(WHAT THE EXERCISE ASKS): When you find the word "common" in a line of the entries, please copy the whole line.

[Collected data]
::::

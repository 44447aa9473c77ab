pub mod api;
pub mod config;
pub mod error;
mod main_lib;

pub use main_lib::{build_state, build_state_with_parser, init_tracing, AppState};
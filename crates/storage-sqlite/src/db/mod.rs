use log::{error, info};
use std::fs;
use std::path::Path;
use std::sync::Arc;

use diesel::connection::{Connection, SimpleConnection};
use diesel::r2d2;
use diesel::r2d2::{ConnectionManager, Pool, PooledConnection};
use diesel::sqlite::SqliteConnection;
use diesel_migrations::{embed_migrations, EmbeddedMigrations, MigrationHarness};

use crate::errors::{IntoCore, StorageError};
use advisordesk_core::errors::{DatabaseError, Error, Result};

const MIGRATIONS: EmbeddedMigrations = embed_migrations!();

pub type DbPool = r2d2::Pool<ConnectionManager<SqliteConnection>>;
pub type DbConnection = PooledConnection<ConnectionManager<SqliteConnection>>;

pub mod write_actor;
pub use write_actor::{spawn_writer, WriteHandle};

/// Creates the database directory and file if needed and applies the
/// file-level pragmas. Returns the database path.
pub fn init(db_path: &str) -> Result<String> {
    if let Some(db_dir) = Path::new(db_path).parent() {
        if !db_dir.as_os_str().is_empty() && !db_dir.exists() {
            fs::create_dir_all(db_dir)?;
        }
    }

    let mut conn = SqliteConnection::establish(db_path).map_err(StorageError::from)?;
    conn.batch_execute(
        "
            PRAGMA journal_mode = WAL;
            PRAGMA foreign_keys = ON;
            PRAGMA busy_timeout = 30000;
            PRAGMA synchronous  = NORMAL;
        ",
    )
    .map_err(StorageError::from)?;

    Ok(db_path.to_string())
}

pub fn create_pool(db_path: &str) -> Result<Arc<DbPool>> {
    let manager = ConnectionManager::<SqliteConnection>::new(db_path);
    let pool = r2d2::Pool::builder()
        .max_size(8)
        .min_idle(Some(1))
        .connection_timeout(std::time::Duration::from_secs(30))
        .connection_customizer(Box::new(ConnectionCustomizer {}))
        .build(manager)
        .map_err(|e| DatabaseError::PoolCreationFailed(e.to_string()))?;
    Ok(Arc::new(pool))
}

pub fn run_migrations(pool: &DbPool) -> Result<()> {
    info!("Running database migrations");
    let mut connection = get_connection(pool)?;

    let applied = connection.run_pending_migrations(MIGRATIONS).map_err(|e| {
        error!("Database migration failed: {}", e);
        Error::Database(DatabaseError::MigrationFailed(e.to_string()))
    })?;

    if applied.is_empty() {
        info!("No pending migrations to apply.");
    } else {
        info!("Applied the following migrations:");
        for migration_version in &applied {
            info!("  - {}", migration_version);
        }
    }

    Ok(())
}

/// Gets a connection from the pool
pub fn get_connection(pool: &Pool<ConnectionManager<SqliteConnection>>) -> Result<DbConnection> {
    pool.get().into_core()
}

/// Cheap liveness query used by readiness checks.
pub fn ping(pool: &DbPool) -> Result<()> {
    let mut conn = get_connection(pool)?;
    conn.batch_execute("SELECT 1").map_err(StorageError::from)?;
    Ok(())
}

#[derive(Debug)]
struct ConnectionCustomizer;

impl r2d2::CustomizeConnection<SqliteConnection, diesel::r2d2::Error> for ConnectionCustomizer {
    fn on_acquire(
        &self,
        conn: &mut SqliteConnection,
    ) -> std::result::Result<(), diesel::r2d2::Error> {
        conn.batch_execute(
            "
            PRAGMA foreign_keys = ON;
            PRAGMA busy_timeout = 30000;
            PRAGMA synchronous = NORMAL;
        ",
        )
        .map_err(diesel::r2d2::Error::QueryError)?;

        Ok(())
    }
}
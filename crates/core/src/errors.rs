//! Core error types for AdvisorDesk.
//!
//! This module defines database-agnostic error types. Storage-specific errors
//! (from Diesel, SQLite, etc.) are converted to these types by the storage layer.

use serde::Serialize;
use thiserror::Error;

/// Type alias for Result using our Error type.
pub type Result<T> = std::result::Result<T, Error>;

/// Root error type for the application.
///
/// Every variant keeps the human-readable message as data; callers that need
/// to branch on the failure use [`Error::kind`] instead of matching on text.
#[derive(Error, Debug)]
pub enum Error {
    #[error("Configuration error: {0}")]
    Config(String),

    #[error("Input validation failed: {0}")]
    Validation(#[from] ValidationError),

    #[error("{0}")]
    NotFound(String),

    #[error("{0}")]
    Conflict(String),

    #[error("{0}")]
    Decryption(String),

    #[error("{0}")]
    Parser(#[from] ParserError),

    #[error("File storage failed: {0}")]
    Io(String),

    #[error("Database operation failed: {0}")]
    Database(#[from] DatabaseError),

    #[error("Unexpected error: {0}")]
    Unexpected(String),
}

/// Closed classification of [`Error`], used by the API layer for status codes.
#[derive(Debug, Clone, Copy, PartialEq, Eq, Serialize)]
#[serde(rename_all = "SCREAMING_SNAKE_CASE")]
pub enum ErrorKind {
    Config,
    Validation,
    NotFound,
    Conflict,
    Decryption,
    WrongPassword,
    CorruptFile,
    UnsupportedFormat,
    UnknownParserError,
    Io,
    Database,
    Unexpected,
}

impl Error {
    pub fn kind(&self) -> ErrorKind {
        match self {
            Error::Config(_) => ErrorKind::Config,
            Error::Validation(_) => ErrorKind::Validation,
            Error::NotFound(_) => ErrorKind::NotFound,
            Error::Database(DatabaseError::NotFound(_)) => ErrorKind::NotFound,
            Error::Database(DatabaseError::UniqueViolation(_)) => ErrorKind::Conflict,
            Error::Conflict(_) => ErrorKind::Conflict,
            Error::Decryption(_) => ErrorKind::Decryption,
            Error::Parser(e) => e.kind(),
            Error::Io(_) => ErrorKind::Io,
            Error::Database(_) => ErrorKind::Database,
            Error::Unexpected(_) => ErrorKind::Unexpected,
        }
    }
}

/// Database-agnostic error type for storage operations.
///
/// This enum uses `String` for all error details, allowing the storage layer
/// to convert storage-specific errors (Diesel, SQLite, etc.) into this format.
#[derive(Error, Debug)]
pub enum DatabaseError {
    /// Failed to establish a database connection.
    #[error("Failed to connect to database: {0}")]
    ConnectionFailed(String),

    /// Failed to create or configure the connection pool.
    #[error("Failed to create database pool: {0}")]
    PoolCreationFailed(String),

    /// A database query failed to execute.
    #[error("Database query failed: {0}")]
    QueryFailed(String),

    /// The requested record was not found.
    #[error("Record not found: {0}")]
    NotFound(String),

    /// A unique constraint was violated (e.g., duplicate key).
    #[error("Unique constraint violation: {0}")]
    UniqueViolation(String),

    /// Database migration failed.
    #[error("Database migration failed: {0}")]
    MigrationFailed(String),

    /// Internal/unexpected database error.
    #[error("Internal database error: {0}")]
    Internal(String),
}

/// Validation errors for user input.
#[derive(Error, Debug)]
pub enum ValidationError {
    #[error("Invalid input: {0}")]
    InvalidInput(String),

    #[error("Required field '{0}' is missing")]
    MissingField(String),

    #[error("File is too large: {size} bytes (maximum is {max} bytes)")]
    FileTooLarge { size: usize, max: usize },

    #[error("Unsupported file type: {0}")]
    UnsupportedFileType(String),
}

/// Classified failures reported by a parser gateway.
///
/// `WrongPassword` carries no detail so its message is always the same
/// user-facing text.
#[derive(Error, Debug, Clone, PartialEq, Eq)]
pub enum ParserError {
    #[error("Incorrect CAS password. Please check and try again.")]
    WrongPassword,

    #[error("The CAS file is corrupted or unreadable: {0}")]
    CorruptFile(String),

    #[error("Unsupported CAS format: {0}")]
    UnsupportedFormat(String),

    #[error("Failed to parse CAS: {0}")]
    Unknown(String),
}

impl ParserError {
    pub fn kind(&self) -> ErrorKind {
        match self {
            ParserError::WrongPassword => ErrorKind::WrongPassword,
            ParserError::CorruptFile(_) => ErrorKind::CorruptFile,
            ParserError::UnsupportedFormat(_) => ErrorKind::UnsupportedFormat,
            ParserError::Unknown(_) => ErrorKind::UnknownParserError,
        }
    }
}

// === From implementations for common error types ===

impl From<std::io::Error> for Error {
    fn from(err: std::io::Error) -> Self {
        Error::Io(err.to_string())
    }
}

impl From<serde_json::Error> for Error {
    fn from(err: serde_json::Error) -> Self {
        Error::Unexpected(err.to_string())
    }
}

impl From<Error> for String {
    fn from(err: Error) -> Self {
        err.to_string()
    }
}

::::

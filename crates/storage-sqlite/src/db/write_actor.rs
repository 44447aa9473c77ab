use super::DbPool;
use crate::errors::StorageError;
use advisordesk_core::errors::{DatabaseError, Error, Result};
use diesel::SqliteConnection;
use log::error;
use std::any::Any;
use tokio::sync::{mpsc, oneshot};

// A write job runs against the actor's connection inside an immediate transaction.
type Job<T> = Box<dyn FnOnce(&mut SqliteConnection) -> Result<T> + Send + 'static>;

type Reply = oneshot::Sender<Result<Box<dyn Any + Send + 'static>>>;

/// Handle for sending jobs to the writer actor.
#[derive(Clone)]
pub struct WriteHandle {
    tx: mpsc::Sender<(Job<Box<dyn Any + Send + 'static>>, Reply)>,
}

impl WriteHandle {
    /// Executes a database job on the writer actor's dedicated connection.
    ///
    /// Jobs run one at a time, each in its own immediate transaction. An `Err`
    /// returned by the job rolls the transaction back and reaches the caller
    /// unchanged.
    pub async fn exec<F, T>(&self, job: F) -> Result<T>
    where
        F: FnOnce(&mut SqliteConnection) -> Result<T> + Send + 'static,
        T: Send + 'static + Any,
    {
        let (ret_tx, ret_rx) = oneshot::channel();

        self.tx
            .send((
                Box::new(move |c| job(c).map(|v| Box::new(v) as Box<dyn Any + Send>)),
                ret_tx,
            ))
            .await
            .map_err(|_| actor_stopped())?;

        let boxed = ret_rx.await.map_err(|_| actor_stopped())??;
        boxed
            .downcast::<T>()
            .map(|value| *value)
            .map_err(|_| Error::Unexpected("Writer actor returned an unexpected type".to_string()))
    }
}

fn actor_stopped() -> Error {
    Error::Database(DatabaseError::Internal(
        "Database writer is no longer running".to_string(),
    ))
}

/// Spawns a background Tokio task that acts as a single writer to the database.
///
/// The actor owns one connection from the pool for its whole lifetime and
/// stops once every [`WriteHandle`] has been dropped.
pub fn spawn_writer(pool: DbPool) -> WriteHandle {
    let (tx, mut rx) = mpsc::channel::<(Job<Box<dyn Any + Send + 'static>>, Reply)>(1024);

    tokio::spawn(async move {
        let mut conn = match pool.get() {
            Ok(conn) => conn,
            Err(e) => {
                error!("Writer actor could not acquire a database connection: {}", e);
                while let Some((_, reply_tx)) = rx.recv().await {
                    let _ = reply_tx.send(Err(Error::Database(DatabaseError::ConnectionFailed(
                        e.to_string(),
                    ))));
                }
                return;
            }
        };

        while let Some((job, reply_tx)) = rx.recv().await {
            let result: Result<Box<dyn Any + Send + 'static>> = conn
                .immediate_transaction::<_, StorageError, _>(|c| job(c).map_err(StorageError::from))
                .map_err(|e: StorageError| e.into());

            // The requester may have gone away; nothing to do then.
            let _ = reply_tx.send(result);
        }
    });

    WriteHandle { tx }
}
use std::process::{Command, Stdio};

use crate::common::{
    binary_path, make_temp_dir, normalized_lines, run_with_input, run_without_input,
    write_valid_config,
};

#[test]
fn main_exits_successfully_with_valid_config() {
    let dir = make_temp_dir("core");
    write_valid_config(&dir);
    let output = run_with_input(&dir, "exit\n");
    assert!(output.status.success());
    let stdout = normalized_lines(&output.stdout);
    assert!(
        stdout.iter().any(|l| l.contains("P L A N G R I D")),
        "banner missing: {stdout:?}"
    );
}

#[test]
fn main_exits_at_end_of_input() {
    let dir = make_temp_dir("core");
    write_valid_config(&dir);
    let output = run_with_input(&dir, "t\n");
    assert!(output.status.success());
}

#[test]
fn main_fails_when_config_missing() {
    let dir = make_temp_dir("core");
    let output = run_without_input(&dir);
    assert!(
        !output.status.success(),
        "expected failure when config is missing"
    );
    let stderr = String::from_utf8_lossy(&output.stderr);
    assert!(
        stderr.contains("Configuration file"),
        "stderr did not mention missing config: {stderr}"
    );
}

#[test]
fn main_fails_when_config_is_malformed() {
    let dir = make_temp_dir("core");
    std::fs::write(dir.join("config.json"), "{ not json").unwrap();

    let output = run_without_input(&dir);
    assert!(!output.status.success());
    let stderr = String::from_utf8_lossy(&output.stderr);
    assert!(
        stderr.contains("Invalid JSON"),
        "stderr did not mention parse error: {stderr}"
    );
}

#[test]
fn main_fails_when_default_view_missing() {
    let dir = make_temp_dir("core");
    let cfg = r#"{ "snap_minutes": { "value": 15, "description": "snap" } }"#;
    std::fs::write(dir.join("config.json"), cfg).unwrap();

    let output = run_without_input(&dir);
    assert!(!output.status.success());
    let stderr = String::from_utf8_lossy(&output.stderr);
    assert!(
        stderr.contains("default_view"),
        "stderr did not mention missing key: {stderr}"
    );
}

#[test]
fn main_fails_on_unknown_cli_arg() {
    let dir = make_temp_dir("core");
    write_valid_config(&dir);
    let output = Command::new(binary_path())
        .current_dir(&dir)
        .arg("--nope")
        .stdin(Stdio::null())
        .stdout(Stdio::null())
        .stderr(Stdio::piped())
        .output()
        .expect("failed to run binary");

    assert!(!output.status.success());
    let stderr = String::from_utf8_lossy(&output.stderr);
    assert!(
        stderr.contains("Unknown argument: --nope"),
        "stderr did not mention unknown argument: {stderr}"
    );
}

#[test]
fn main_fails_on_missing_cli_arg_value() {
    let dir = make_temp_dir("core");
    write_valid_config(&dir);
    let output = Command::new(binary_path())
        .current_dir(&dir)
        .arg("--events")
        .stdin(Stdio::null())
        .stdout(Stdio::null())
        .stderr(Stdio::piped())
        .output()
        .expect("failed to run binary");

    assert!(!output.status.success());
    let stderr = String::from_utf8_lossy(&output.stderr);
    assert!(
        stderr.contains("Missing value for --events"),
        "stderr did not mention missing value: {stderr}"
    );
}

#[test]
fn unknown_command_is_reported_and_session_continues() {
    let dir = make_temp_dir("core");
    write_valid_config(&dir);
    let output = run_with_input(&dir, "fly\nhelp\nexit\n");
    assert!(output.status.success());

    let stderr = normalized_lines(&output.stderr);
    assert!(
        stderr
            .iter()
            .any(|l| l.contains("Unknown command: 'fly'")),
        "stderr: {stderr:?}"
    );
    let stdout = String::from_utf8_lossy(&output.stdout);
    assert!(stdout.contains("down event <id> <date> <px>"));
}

::::

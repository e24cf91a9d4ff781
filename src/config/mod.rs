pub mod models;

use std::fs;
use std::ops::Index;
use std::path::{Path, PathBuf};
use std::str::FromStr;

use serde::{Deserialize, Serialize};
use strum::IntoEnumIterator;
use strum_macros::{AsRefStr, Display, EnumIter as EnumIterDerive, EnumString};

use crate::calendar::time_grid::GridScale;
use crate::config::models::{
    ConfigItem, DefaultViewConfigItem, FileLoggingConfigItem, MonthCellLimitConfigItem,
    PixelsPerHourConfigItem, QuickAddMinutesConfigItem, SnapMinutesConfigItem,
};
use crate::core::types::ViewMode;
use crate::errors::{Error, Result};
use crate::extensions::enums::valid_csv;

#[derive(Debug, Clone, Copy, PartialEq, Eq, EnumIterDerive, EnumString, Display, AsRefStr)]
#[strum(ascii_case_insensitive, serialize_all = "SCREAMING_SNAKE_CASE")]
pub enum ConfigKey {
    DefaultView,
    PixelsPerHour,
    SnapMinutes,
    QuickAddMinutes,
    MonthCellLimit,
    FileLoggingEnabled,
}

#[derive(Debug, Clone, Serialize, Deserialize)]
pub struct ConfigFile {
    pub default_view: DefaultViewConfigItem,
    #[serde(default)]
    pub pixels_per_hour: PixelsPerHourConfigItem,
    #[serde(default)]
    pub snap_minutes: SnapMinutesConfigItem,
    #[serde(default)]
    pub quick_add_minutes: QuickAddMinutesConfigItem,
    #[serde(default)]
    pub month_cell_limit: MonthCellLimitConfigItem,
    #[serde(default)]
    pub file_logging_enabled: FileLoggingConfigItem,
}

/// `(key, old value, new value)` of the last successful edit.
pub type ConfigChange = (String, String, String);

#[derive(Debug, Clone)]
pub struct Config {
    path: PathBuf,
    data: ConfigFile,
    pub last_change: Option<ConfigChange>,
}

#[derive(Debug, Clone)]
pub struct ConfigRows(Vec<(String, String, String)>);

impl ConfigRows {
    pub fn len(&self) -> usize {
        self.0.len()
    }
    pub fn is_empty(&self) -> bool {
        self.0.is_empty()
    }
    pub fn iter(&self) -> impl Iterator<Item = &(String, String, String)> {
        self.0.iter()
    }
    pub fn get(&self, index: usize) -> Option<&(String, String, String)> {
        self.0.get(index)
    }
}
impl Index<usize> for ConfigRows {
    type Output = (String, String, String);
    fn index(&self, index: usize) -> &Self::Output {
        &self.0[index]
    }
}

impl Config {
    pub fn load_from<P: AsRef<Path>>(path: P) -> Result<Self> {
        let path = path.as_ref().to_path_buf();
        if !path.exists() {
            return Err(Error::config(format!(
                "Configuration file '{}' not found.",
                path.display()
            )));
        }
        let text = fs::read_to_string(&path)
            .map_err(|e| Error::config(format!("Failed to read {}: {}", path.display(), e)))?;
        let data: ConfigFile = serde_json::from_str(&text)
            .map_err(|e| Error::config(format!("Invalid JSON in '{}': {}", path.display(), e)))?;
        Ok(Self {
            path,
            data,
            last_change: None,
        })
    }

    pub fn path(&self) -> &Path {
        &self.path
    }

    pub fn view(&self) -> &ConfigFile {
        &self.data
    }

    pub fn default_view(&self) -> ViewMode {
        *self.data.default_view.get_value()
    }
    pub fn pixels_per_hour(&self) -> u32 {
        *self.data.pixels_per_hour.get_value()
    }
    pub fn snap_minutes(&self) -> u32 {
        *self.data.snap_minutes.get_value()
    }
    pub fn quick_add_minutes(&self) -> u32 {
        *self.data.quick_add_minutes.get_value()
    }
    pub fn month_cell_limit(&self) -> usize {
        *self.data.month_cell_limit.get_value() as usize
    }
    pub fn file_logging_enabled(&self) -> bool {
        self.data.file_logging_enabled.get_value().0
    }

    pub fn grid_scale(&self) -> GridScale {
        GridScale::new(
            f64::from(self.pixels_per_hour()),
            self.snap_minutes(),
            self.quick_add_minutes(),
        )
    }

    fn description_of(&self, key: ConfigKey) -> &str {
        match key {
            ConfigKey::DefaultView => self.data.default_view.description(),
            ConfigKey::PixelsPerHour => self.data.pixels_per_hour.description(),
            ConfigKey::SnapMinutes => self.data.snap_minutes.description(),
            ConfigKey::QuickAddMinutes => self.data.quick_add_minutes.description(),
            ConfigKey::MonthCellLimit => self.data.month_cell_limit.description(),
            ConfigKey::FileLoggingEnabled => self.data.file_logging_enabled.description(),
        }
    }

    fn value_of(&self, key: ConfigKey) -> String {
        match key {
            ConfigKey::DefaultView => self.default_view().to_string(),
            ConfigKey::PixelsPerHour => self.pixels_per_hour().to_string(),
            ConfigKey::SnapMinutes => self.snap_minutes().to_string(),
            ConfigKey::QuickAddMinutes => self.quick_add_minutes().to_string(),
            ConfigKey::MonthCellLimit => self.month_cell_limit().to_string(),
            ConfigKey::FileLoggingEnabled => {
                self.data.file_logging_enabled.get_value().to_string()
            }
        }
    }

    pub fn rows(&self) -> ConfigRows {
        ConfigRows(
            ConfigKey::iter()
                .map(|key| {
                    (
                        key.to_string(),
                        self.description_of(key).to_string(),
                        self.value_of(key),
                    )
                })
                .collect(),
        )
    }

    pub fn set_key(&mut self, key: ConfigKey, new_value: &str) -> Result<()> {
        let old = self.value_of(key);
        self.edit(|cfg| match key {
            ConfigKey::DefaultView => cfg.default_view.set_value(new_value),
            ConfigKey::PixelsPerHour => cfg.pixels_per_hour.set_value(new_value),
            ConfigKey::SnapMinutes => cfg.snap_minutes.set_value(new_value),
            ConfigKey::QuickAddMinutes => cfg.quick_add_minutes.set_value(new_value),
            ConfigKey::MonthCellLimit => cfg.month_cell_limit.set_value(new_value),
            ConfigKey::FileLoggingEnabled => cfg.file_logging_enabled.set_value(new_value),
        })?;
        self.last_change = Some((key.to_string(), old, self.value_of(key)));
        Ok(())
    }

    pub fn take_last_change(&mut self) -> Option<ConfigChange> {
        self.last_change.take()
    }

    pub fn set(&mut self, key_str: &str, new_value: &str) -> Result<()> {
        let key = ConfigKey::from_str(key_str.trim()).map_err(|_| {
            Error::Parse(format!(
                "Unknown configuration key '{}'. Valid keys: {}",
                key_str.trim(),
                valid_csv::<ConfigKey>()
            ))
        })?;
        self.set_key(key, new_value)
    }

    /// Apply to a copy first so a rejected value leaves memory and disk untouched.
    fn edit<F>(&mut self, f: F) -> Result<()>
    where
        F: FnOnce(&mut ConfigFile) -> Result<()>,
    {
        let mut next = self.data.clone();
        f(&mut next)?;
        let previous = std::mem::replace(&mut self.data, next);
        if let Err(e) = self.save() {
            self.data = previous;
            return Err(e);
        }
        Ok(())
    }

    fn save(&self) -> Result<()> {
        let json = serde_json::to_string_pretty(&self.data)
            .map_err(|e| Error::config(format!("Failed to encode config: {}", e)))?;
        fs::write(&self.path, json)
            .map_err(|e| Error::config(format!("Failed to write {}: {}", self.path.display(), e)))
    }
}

::::

(ANSWER BOX):
// === From implementations for common error types ===
use crate::common::{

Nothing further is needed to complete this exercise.